My almost complete solution below -- i invite someone else to finish it -- using the newly implemented hide tags:

To make things easier to think about for me, I will compute the probability that the colony becomes extinct. Then the probability of immortality = 1 - probability of extinction. Denote the probability of extinction by s.

A 1st generation: the very first bacterium / \ B C 2nd generation: two kids

Denote the first bacterium by A. A can make either 0 or 2 kids for the next generation. These are disjoint events, so from the total probabiility theorem (which basically just adds up all possible cases that can create a desired result):

s = (prob. A dies) + (prob. A splits)*(prob. A's kids have immortal family trees | prob. A splits)
s = (1-p) + p*s²

Reasoning: In the case where A makes 0 kids, the colony is dead from the start. This happens with probability 1-p, since it is the complementary event to the first bacterium splitting. Then we have an addition sign, because we wish to consider a completely disjoint event where A has 2 kids. (Formally said, given two events E and F, Pr(E OR F) = Pr(E) + Pr(F) if Pr(E AND F) = 0.) Note that the colony will now become extinct only if BOTH family trees created by A's kids become extinct. Now for the somewhat clever part, I claim this extinction probability, given that A splitted, is s². This can be deduced from two facts:

1) The probability distribution of offspring for a single bacterium is identical across all generations. That is, if we denote X as a random variable returning the number of kids a bacterium has, then

P(X = 2) = p
P(X = 0) = 1-p
P(X = anything else) = 0

regardless of where in history the bacterium is. Thus you would expect the prob. of extinction for B's tree = prob. of extinction for C's tree = prob. of extinction for A's tree = s.
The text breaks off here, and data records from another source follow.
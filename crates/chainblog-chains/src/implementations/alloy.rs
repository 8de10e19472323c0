//! Alloy-based HTTP reader implementation.
//!
//! One lazily-built provider per chain, keyed by chain id and shared across
//! calls. Providers talk to the descriptor's own RPC endpoint; no wallet is
//! involved on the read path.

use crate::{ChainError, ChainReader};
use alloy::contract::Error as ContractError;
use alloy::primitives::U256;
use alloy::providers::{DynProvider, Provider, ProviderBuilder};
use async_trait::async_trait;
use chainblog_contracts::{format_post, ChainBlogV5, ChainBlogV6, RawPost};
use chainblog_types::{AbiVersion, Address, ChainId, NetworkDescriptor, Post, UserRecord};
use dashmap::DashMap;
use tracing::{debug, trace};

/// Read-only RPC client over per-chain alloy providers.
#[derive(Default)]
pub struct AlloyReader {
	providers: DashMap<ChainId, DynProvider>,
}

impl AlloyReader {
	pub fn new() -> Self {
		Self::default()
	}

	fn provider(&self, network: &NetworkDescriptor) -> Result<DynProvider, ChainError> {
		if let Some(existing) = self.providers.get(&network.chain_id) {
			return Ok(existing.clone());
		}

		let url = network
			.rpc_url
			.parse()
			.map_err(|_| ChainError::InvalidUrl(network.rpc_url.clone()))?;
		let provider = ProviderBuilder::new().connect_http(url).erased();

		debug!(chain = %network.chain_id, rpc = %network.rpc_url, "created read provider");
		self.providers.insert(network.chain_id, provider.clone());
		Ok(provider)
	}
}

fn call_error(err: ContractError) -> ChainError {
	match err {
		ContractError::TransportError(e) => ChainError::Rpc(e.to_string()),
		other => ChainError::Call(other.to_string()),
	}
}

fn clamp_u64(value: U256) -> u64 {
	u64::try_from(value).unwrap_or(0)
}

#[async_trait]
impl ChainReader for AlloyReader {
	async fn paginated_posts(
		&self,
		network: &NetworkDescriptor,
		page: u64,
		page_size: u64,
	) -> Result<Vec<Post>, ChainError> {
		let provider = self.provider(network)?;
		trace!(chain = %network.chain_id, page, page_size, "fetching paginated posts");

		let raw: Vec<RawPost> = match network.abi_version {
			AbiVersion::V5 => ChainBlogV5::new(network.contract, provider)
				.getPaginatedPosts(U256::from(page), U256::from(page_size))
				.call()
				.await
				.map_err(call_error)?
				.into_iter()
				.map(RawPost::from)
				.collect(),
			AbiVersion::V6 => ChainBlogV6::new(network.contract, provider)
				.getPaginatedPosts(U256::from(page), U256::from(page_size))
				.call()
				.await
				.map_err(call_error)?
				.into_iter()
				.map(RawPost::from)
				.collect(),
		};

		Ok(raw
			.into_iter()
			.map(|row| format_post(row, network.chain_id, network.abi_version))
			.collect())
	}

	async fn post(&self, network: &NetworkDescriptor, id: u64) -> Result<Post, ChainError> {
		let provider = self.provider(network)?;

		let raw: RawPost = match network.abi_version {
			AbiVersion::V5 => ChainBlogV5::new(network.contract, provider)
				.posts(U256::from(id))
				.call()
				.await
				.map_err(call_error)?
				.into(),
			AbiVersion::V6 => ChainBlogV6::new(network.contract, provider)
				.posts(U256::from(id))
				.call()
				.await
				.map_err(call_error)?
				.into(),
		};

		Ok(format_post(raw, network.chain_id, network.abi_version))
	}

	async fn post_ids(
		&self,
		network: &NetworkDescriptor,
		author: Address,
	) -> Result<Vec<u64>, ChainError> {
		let provider = self.provider(network)?;
		let ids = ChainBlogV5::new(network.contract, provider)
			.getPostIdsByAddress(author)
			.call()
			.await
			.map_err(call_error)?;
		Ok(ids.into_iter().map(clamp_u64).collect())
	}

	async fn post_count(&self, network: &NetworkDescriptor) -> Result<u64, ChainError> {
		let provider = self.provider(network)?;
		let count = ChainBlogV5::new(network.contract, provider)
			.getPostCount()
			.call()
			.await
			.map_err(call_error)?;
		Ok(clamp_u64(count))
	}

	async fn user(
		&self,
		network: &NetworkDescriptor,
		address: Address,
	) -> Result<UserRecord, ChainError> {
		let provider = self.provider(network)?;
		let record = ChainBlogV5::new(network.contract, provider)
			.users(address)
			.call()
			.await
			.map_err(call_error)?;

		Ok(UserRecord {
			address,
			username: record.username,
			is_banned: record.isBanned,
			is_registered: record.isRegistered,
		})
	}

	async fn owner(&self, network: &NetworkDescriptor) -> Result<Address, ChainError> {
		let provider = self.provider(network)?;
		ChainBlogV5::new(network.contract, provider)
			.owner()
			.call()
			.await
			.map_err(call_error)
	}

	async fn user_count(&self, network: &NetworkDescriptor) -> Result<u64, ChainError> {
		let provider = self.provider(network)?;
		let count = ChainBlogV5::new(network.contract, provider)
			.getUserCount()
			.call()
			.await
			.map_err(call_error)?;
		Ok(clamp_u64(count))
	}

	async fn registered_user(
		&self,
		network: &NetworkDescriptor,
		index: u64,
	) -> Result<Address, ChainError> {
		let provider = self.provider(network)?;
		ChainBlogV5::new(network.contract, provider)
			.allRegisteredUsers(U256::from(index))
			.call()
			.await
			.map_err(call_error)
	}
}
2) The trees produced by B and C develop independently of each other. Thus the probability that B's tree becomes extinct AND C's tree becomes extinct = probability that B's tree becomes extinct * probability that C's tree becomes extinct. (When you have two independent events, the probability of their intersection is the product of the individual probabilities.)

If you're convinced, now all we have to do is solve our quadratic equation for s!

s = (1-p) + p*s²
0 = p*s² - s + (1-p)

refresher: roots of quadr = { -b +/- sqrt(b² - 4ac) } / (2a)

Plugging stuff in gives us two possible solutions for s (you can verify it yourself)

s = 1, or
s = (1-p) / p

How do you know which value for s is valid? I'll let someone else finish this up.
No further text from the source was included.